**TASK GOAL**: Below are records; count how many of their lines contain the string "value", and give only that number.

**Collected data**:
------------------------------

//! RFC 5497 time value compression.
//!
//! An 8-bit field `(b << 3) | a` represents `(1 + a/8) * 2^b * C` seconds
//! with the default constant C = 1/1024 s. Used for the INTERVAL_TIME and
//! VALIDITY_TIME TLVs of HELLO and TC messages.

/// Largest representable interval in milliseconds, ~45 days.
pub const TIME_MAX: u64 = decode(0xff);

/// Smallest representable interval (rounds to zero at millisecond
/// precision).
pub const TIME_MIN: u64 = decode(0x00);

/// Decode an RFC 5497 time value into milliseconds.
pub const fn decode(encoded: u8) -> u64 {
    let a = (encoded & 0x07) as u64;
    let b = (encoded >> 3) as u64;
    // (8 + a) * 2^b / 8 / 1024 seconds
    ((8 + a) << b) * 1000 / 8192
}

/// Encode a millisecond interval, rounding up so a decoded validity never
/// undershoots the requested one.
pub fn encode(ms: u64) -> u8 {
    if ms <= TIME_MIN {
        return 0;
    }
    if ms >= TIME_MAX {
        return 0xff;
    }
    for encoded in 1..=0xffu8 {
        if decode(encoded) >= ms {
            return encoded;
        }
    }
    0xff
}

#[cfg(test)]
mod tests {
    use super::*;

    #[test]
    fn decode_known_points() {
        // a=0, b=13: 2^13/1024 = 8 seconds
        assert_eq!(decode(13 << 3), 8_000);
        // a=4, b=12: 1.5 * 4 seconds
        assert_eq!(decode((12 << 3) | 4), 6_000);
        assert_eq!(decode(0), TIME_MIN);
    }

    #[test]
    fn encode_rounds_up() {
        for ms in [1_000u64, 2_000, 6_000, 15_000, 300_000] {
            let encoded = encode(ms);
            assert!(decode(encoded) >= ms);
            if encoded > 0 {
                assert!(decode(encoded - 1) < ms);
            }
        }
    }

    #[test]
    fn roundtrip_idempotent() {
        // below b=4 the millisecond grid cannot distinguish neighboring
        // codes, so start where decoding is injective
        for encoded in (4 << 3)..=0xffu8 {
            assert_eq!(encode(decode(encoded)), encoded);
        }
    }
}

------------------------------

**THE ANSWER**: 2